If you choose to go fully wireless, you _will_ experience some stuttering, as has already been decribed in the other thread you referenced. This is because a WiFi network uses just one radio channel for all communication.

TL DR;
The game experience is much smoother with wired network.


Long, technical explanation of reasons by network technician

Only one Station can transmit at any time. If two stations transmit simultaneously, the radio signals will interfere and both transmissions become garbled. WiFi has been designed with this in mind, so it has mechanisms to avoid or correct most of these collisions.

There is a catch, however: On a busy channel (e.g. 6 Stations and a server communicating wirlessly), collisions happen, and each collided message will have be reetransmitted. This takes time, and quite a lot from the perspective of a comuter game.

This increased communication latency can lead to 'stuttering', desyncing stations and even disconnects of clients.

Using cables, each station has a dedicated connection on which it can communicate with another (as in a telephone connection). The remaining stations are free to do communication of their own. Collisions are still possible, but are more easily avoided on a cable conenction (comp. CSMA/CD)

USB Ethernet adapters start at about $10 (you dont need more speed then 100MBit for Artemis), so you are facing a total of maybe $100-$150 for six adapters, an 8-port switch and cables.

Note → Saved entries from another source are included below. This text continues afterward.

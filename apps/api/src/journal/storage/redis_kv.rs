use async_trait::async_trait;
use chrono::NaiveDateTime;
use redis::aio::MultiplexedConnection;
use redis::AsyncCommands;

use super::{EntryStorage, EntryWithContent};
use crate::errors::AppError;
use crate::journal::entry_key::{sort_newest_first, EntryKey};

/// Namespace for journal entries in the key-value store.
pub const STORAGE_PREFIX: &str = "journal_";

/// Key-value entry store: one string value per `journal_<entry key>`.
///
/// Range queries and ordering parse the keys, since string order is not
/// chronological.
#[derive(Clone)]
pub struct RedisEntryStorage {
    client: redis::Client,
}

impl RedisEntryStorage {
    pub fn new(client: redis::Client) -> Self {
        Self { client }
    }

    async fn connection(&self) -> Result<MultiplexedConnection, AppError> {
        Ok(self.client.get_multiplexed_async_connection().await?)
    }

    async fn stored_names(&self, conn: &mut MultiplexedConnection) -> Result<Vec<String>, AppError> {
        Ok(conn.keys(format!("{STORAGE_PREFIX}*")).await?)
    }
}

fn storage_name(key: &EntryKey) -> String {
    format!("{STORAGE_PREFIX}{key}")
}

fn parse_storage_names(names: &[String]) -> Result<Vec<EntryKey>, AppError> {
    names
        .iter()
        .filter_map(|name| name.strip_prefix(STORAGE_PREFIX))
        .map(|raw| EntryKey::parse(raw).map_err(AppError::from))
        .collect()
}

#[async_trait]
impl EntryStorage for RedisEntryStorage {
    async fn all_keys(&self) -> Result<Vec<EntryKey>, AppError> {
        let mut conn = self.connection().await?;
        let names = self.stored_names(&mut conn).await?;
        let mut keys = parse_storage_names(&names)?;
        sort_newest_first(&mut keys);
        Ok(keys)
    }

    async fn save(&self, key: &EntryKey, content: &str) -> Result<(), AppError> {
        let mut conn = self.connection().await?;
        conn.set::<_, _, ()>(storage_name(key), content).await?;
        Ok(())
    }

    async fn load(&self, key: &EntryKey) -> Result<Option<String>, AppError> {
        let mut conn = self.connection().await?;
        Ok(conn.get(storage_name(key)).await?)
    }

    async fn delete(&self, key: &EntryKey) -> Result<(), AppError> {
        let mut conn = self.connection().await?;
        conn.del::<_, ()>(storage_name(key)).await?;
        Ok(())
    }

    async fn delete_all(&self) -> Result<(), AppError> {
        let mut conn = self.connection().await?;
        let names = self.stored_names(&mut conn).await?;
        if !names.is_empty() {
            conn.del::<_, ()>(names).await?;
        }
        Ok(())
    }

    async fn in_range(
        &self,
        start: NaiveDateTime,
        end: NaiveDateTime,
    ) -> Result<Vec<EntryWithContent>, AppError> {
        let mut conn = self.connection().await?;
        let names = self.stored_names(&mut conn).await?;
        let mut keys: Vec<EntryKey> = parse_storage_names(&names)?
            .into_iter()
            .filter(|k| (start..=end).contains(&k.timestamp()))
            .collect();
        keys.sort();

        let mut entries = Vec::with_capacity(keys.len());
        for key in keys {
            // A key deleted between KEYS and GET is skipped.
            let content: Option<String> = conn.get(storage_name(&key)).await?;
            if let Some(content) = content {
                entries.push(EntryWithContent {
                    entry_key: key,
                    content,
                });
            }
        }
        Ok(entries)
    }

    fn backend(&self) -> &'static str {
        "redis"
    }
}

#[cfg(test)]
mod tests {
    use super::*;

    #[test]
    fn test_storage_name_uses_prefix() {
        let key = EntryKey::parse("06-01-24_09:00:00AM").unwrap();
        assert_eq!(storage_name(&key), "journal_06-01-24_09:00:00AM");
    }

    #[test]
    fn test_parse_storage_names_skips_foreign_keys() {
        let names = vec![
            "journal_06-01-24_09:00:00AM".to_string(),
            "session:abc".to_string(),
        ];
        let keys = parse_storage_names(&names).unwrap();
        assert_eq!(keys.len(), 1);
        assert_eq!(keys[0].as_str(), "06-01-24_09:00:00AM");
    }

    #[test]
    fn test_parse_storage_names_rejects_corrupt_entry() {
        let names = vec!["journal_garbage".to_string()];
        assert!(matches!(
            parse_storage_names(&names),
            Err(AppError::EntryKey(_))
        ));
    }
}
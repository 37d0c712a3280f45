use anyhow::{anyhow, Context};
use async_trait::async_trait;
use chrono::{DateTime, Utc};
use sqlx::types::Json;
use sqlx::{FromRow, PgPool};
use tracing::info;

use crate::errors::AppError;
use crate::insights::models::{Feedback, InsightsResult, StoredInsight};
use crate::journal::storage::EntryWithContent;

/// Persistence for generated insights. History is kept; callers only ever
/// surface the latest one.
#[async_trait]
pub trait InsightRepository: Send + Sync {
    async fn save(
        &self,
        snapshot: &[EntryWithContent],
        result: &InsightsResult,
    ) -> Result<StoredInsight, AppError>;

    async fn latest(&self) -> Result<Option<StoredInsight>, AppError>;

    async fn update_feedback(&self, id: i64, feedback: Feedback) -> Result<(), AppError>;
}

#[derive(Debug, FromRow)]
struct InsightRow {
    id: i64,
    entries_snapshot: Json<Vec<EntryWithContent>>,
    entry_count: i32,
    result: Json<InsightsResult>,
    feedback: Option<String>,
    created_at: DateTime<Utc>,
}

impl TryFrom<InsightRow> for StoredInsight {
    type Error = AppError;

    fn try_from(row: InsightRow) -> Result<Self, Self::Error> {
        let feedback = row
            .feedback
            .as_deref()
            .map(str::parse::<Feedback>)
            .transpose()
            .map_err(|e| anyhow!("insight {}: {e}", row.id))?;
        Ok(StoredInsight {
            id: row.id,
            entries_snapshot: row.entries_snapshot.0,
            entry_count: usize::try_from(row.entry_count)
                .with_context(|| format!("insight {} has a negative entry_count", row.id))?,
            result: row.result.0,
            feedback,
            created_at: row.created_at,
        })
    }
}

/// Insights in the `insights` table; snapshot and result are JSONB.
#[derive(Clone)]
pub struct PgInsightRepository {
    pool: PgPool,
}

impl PgInsightRepository {
    pub fn new(pool: PgPool) -> Self {
        Self { pool }
    }
}

#[async_trait]
impl InsightRepository for PgInsightRepository {
    async fn save(
        &self,
        snapshot: &[EntryWithContent],
        result: &InsightsResult,
    ) -> Result<StoredInsight, AppError> {
        let entry_count =
            i32::try_from(snapshot.len()).context("insight snapshot too large to store")?;

        let row = sqlx::query_as::<_, InsightRow>(
            r#"
            INSERT INTO insights (entries_snapshot, entry_count, result)
            VALUES ($1, $2, $3)
            RETURNING id, entries_snapshot, entry_count, result, feedback, created_at
            "#,
        )
        .bind(Json(snapshot))
        .bind(entry_count)
        .bind(Json(result))
        .fetch_one(&self.pool)
        .await?;

        info!("Stored insight {} over {entry_count} entries", row.id);
        row.try_into()
    }

    async fn latest(&self) -> Result<Option<StoredInsight>, AppError> {
        sqlx::query_as::<_, InsightRow>(
            r#"
            SELECT id, entries_snapshot, entry_count, result, feedback, created_at
            FROM insights
            ORDER BY created_at DESC, id DESC
            LIMIT 1
            "#,
        )
        .fetch_optional(&self.pool)
        .await?
        .map(StoredInsight::try_from)
        .transpose()
    }

    async fn update_feedback(&self, id: i64, feedback: Feedback) -> Result<(), AppError> {
        let updated = sqlx::query("UPDATE insights SET feedback = $1 WHERE id = $2")
            .bind(feedback.as_str())
            .bind(id)
            .execute(&self.pool)
            .await?
            .rows_affected();

        if updated == 0 {
            return Err(AppError::NotFound(format!("Insight {id} not found")));
        }
        Ok(())
    }
}
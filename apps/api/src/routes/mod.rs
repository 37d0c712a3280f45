pub mod health;

use axum::{
    extract::DefaultBodyLimit,
    routing::{get, post},
    Router,
};

use crate::audio::handlers as recordings;
use crate::insights::handlers as insights;
use crate::journal::handlers as journal;
use crate::state::AppState;

/// Upload ceiling of the transcription endpoint.
const MAX_RECORDING_BYTES: usize = 25 * 1024 * 1024;

pub fn build_router(state: AppState) -> Router {
    Router::new()
        .route("/health", get(health::health_handler))
        // Entries
        .route(
            "/api/v1/entries",
            get(journal::handle_list_entries)
                .post(journal::handle_create_entry)
                .delete(journal::handle_delete_all_entries),
        )
        .route(
            "/api/v1/entries/range",
            get(journal::handle_entries_in_range),
        )
        .route(
            "/api/v1/entries/:key",
            get(journal::handle_get_entry).delete(journal::handle_delete_entry),
        )
        .route("/api/v1/calendar", get(journal::handle_calendar))
        .route(
            "/api/v1/calendar/empty",
            get(journal::handle_most_recent_empty_date),
        )
        // Recordings
        .route(
            "/api/v1/recordings",
            post(recordings::handle_create_recording)
                .layer(DefaultBodyLimit::max(MAX_RECORDING_BYTES)),
        )
        .route(
            "/api/v1/recordings/:key",
            get(recordings::handle_get_recording),
        )
        // Insights
        .route("/api/v1/insights", get(insights::handle_get_insights))
        .route("/api/v1/insights/load", post(insights::handle_load_insights))
        .route(
            "/api/v1/insights/generate",
            post(insights::handle_generate_insights),
        )
        .route(
            "/api/v1/insights/feedback",
            post(insights::handle_submit_feedback),
        )
        .with_state(state)
}
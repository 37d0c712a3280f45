use std::sync::Arc;

use crate::audio::AudioStore;
use crate::insights::manager::InsightManager;
use crate::journal::storage::EntryStorage;
use crate::transcription::Transcriber;

/// Shared application state injected into all route handlers via Axum extractors.
#[derive(Clone)]
pub struct AppState {
    /// Backend chosen by `ENTRY_STORE`.
    pub entries: Arc<dyn EntryStorage>,
    pub audio: Arc<dyn AudioStore>,
    pub transcriber: Arc<dyn Transcriber>,
    /// One manager per process, so the single-flight guard covers every request.
    pub insights: Arc<InsightManager>,
}
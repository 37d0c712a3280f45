use axum::{extract::State, Json};
use serde::{Deserialize, Serialize};

use crate::insights::manager::{FeedbackOutcome, FlightOutcome, InsightSnapshot};
use crate::insights::models::Feedback;
use crate::state::AppState;

/// Every insight action answers 200 with what happened and the state after
/// it; a dropped or failed action is an outcome, not a transport error.
#[derive(Debug, Serialize)]
pub struct InsightActionResponse {
    pub status: &'static str,
    #[serde(skip_serializing_if = "Option::is_none")]
    pub message: Option<String>,
    pub state: InsightSnapshot,
}

#[derive(Debug, Deserialize)]
pub struct FeedbackRequest {
    pub feedback: Feedback,
}

fn flight_response<T>(outcome: FlightOutcome<T>, state: InsightSnapshot) -> InsightActionResponse {
    let status = outcome.status();
    let message = match outcome {
        FlightOutcome::Failed(message) => Some(message),
        FlightOutcome::Done(_) | FlightOutcome::Busy => None,
    };
    InsightActionResponse {
        status,
        message,
        state,
    }
}

/// GET /api/v1/insights
pub async fn handle_get_insights(State(state): State<AppState>) -> Json<InsightSnapshot> {
    Json(state.insights.snapshot())
}

/// POST /api/v1/insights/load
pub async fn handle_load_insights(State(state): State<AppState>) -> Json<InsightActionResponse> {
    let outcome = state.insights.load_latest().await;
    Json(flight_response(outcome, state.insights.snapshot()))
}

/// POST /api/v1/insights/generate
pub async fn handle_generate_insights(
    State(state): State<AppState>,
) -> Json<InsightActionResponse> {
    let outcome = state.insights.generate().await;
    Json(flight_response(outcome, state.insights.snapshot()))
}

/// POST /api/v1/insights/feedback
pub async fn handle_submit_feedback(
    State(state): State<AppState>,
    Json(req): Json<FeedbackRequest>,
) -> Json<InsightActionResponse> {
    let outcome = state.insights.submit_feedback(req.feedback).await;
    let status = outcome.status();
    let message = match outcome {
        FeedbackOutcome::Failed(message) => Some(message),
        FeedbackOutcome::Recorded(_) | FeedbackOutcome::NoInsight => None,
    };
    Json(InsightActionResponse {
        status,
        message,
        state: state.insights.snapshot(),
    })
}
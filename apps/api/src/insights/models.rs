use std::fmt;
use std::str::FromStr;

use chrono::{DateTime, Utc};
use serde::{Deserialize, Serialize};

use crate::journal::storage::EntryWithContent;

#[derive(Debug, Clone, Copy, PartialEq, Eq, Serialize, Deserialize)]
#[serde(rename_all = "lowercase")]
pub enum InsightType {
    Pattern,
    Connection,
    Question,
    Suggestion,
}

#[derive(Debug, Clone, PartialEq, Eq, Serialize, Deserialize)]
pub struct InsightItem {
    #[serde(rename = "type")]
    pub insight_type: InsightType,
    pub title: String,
    pub description: String,
    pub icon: String,
}

#[derive(Debug, Clone, PartialEq, Eq, Serialize, Deserialize)]
#[serde(rename_all = "camelCase")]
pub struct InsightsResult {
    pub insights: Vec<InsightItem>,
    pub analyzed_entry_count: usize,
}

impl InsightsResult {
    /// The result for a window with no entries. Never an error.
    pub fn empty() -> Self {
        Self {
            insights: vec![],
            analyzed_entry_count: 0,
        }
    }
}

#[derive(Debug, Clone, Copy, PartialEq, Eq, Serialize, Deserialize)]
#[serde(rename_all = "lowercase")]
pub enum Feedback {
    Positive,
    Neutral,
    Negative,
}

impl Feedback {
    pub fn as_str(&self) -> &'static str {
        match self {
            Feedback::Positive => "positive",
            Feedback::Neutral => "neutral",
            Feedback::Negative => "negative",
        }
    }
}

impl fmt::Display for Feedback {
    fn fmt(&self, f: &mut fmt::Formatter<'_>) -> fmt::Result {
        f.write_str(self.as_str())
    }
}

impl FromStr for Feedback {
    type Err = String;

    fn from_str(s: &str) -> Result<Self, Self::Err> {
        match s {
            "positive" => Ok(Feedback::Positive),
            "neutral" => Ok(Feedback::Neutral),
            "negative" => Ok(Feedback::Negative),
            other => Err(format!("unknown feedback value '{other}'")),
        }
    }
}

/// A persisted insight. `entries_snapshot` freezes exactly what was analyzed.
#[derive(Debug, Clone, PartialEq, Eq, Serialize, Deserialize)]
pub struct StoredInsight {
    pub id: i64,
    pub entries_snapshot: Vec<EntryWithContent>,
    pub entry_count: usize,
    pub result: InsightsResult,
    pub feedback: Option<Feedback>,
    pub created_at: DateTime<Utc>,
}

#[cfg(test)]
mod tests {
    use super::*;

    #[test]
    fn test_insights_result_wire_shape() {
        let body = r#"{
            "insights": [
                {"type": "connection", "title": "Sleep and mood", "description": "d", "icon": "link-outline"}
            ],
            "analyzedEntryCount": 4
        }"#;
        let result: InsightsResult = serde_json::from_str(body).unwrap();
        assert_eq!(result.analyzed_entry_count, 4);
        assert_eq!(result.insights[0].insight_type, InsightType::Connection);

        let back = serde_json::to_value(&result).unwrap();
        assert_eq!(back["analyzedEntryCount"], 4);
        assert_eq!(back["insights"][0]["type"], "connection");
    }

    #[test]
    fn test_superseded_insight_types_rejected() {
        let body = r#"{"type": "mood", "title": "t", "description": "d", "icon": "i"}"#;
        assert!(serde_json::from_str::<InsightItem>(body).is_err());
    }

    #[test]
    fn test_feedback_round_trips_through_str() {
        for feedback in [Feedback::Positive, Feedback::Neutral, Feedback::Negative] {
            assert_eq!(feedback.as_str().parse::<Feedback>(), Ok(feedback));
        }
        assert!("meh".parse::<Feedback>().is_err());
    }

    #[test]
    fn test_empty_result() {
        assert_eq!(
            serde_json::to_value(InsightsResult::empty()).unwrap(),
            serde_json::json!({"insights": [], "analyzedEntryCount": 0})
        );
    }
}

Given the investment value you have for your Stations ($99+$258) x 6 = $2142, the aditional $150 are just a 7% increase in total cost.

Since mentioned Cons, another reason to especially avoid WiFi are
  1. Interferences from other Visitors devices
  2. Interference from the Venues WiFi Access-Points
  3. Interference from other wireless bridges

In conclusion, I wouldn't recommend fully wireless bridges (a tablet or two as additional displays work just fine in my experience).

Sorry for the long post.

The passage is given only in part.